Alors que, depuis 2013, l’éducation aux médias et à l’information (EMI) est inscrite dans la loi d’orientation et de programmation pour la refondation de l’école de la République, 34 % des jeunes de 15-34 ans déclarent avoir bénéficié d’une action d’EMI dans le cadre scolaire, selon une étude Médiamétrie pour la direction générale des médias et des industries culturelles (ministère de la Culture). Jordan, par exemple, n’a pas eu la chance d’en bénéficier. À 21 ans, ce jeune homme, qui rêve d’être accompagnateur d’enfants en situation de handicap, est « plutôt méfiant » à l’encontre des médias. « On y voit tellement d’informations que l’on ne sait plus qui croire », dit-il. Olivia, 19 ans, actuellement en études de psychologie en vue de devenir criminologue, avoue de son côté bien souvent se contenter de « regarder sur Twitter le titre et le chapô des articles, puis lire les avis des personnes en commentaires. » Elle enchaîne : « Je ne lis pas du tout les papiers. Je ne crois pas vraiment les journalistes, ils disent surtout ce qu’ils veulent. Même les chiffres sont approximatifs, c’est pour donner un ordre d’idée. »
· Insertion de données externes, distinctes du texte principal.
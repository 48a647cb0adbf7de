//! Encoder seam for the batch pipeline.
//!
//! The batch runner only knows the [`Encoder`] trait: "given an input file, a
//! profile and an output path, produce a playable file or fail". Two
//! implementations ship with the crate:
//!
//! - [`FfmpegEncoder`] re-encodes with the configured [`TranscodeProfile`]
//!   (H.264, CRF 28, `slower` preset, faststart, width capped at 1280, AAC
//!   128k by default) and reports progress from ffmpeg's `-progress` output.
//! - [`CopyEncoder`] publishes the input unchanged.
//!
//! # Example
//!
//! ```ignore
//! use mediapress_core::encoder::{Encoder, FfmpegEncoder, TranscodeJob};
//!
//! let encoder = FfmpegEncoder::with_defaults();
//! encoder.validate().await?;
//! encoder.encode(&job, None).await?;
//! ```

mod config;
mod copy;
mod error;
mod ffmpeg;
mod traits;
mod types;

pub use config::EncoderConfig;
pub use copy::CopyEncoder;
pub use error::EncoderError;
pub use ffmpeg::FfmpegEncoder;
pub use traits::Encoder;
pub use types::{
    AudioCodec, EncodeProgress, MediaFile, Preset, TranscodeJob, TranscodeProfile, VideoCodec,
};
Maxime s’évertuera dans son cas à démontrer que toutes les sources d’information, des réseaux sociaux aux journaux traditionnels, ne se valent pas, et qu’avoir un point de vue est différent de proférer un mensonge. « Si nous formons tous un cadre avec nos doigts et que nous regardons à travers, nous verrons tous une partie différente de la pièce dans laquelle nous sommes, avance ce dernier. Personne n’a menti, mais pour autant, si je me concentre sur Olivia, aurai-je toute la vérité ? Non. On a chacun été victimes de notre point de vue. » Au fur et à mesure de la journée, Marin, 25 ans, aura appris les différences d’orientation et de ton entre journaux aux sensibilités politiques différentes. Mais aussi, au fond, le métier de journaliste, son rapport aux sources, à sa ligne éditoriale, et surtout l’existence de la loi de Brandolini, le cauchemar des combattants des fake news. Formulée pour la première fois en janvier 2013 par un programmateur italien éponyme, elle édicte que « la quantité d’énergie nécessaire pour réfuter une bêtise est supérieure d’un ordre de grandeur à celle nécessaire pour les produire. » En somme : il suffit d’une minute pour diffuser une infox, et il faut plusieurs heures pour la réfuter méthodiquement. Heureusement, certains commencent déjà tout simplement par lire au-delà du titre.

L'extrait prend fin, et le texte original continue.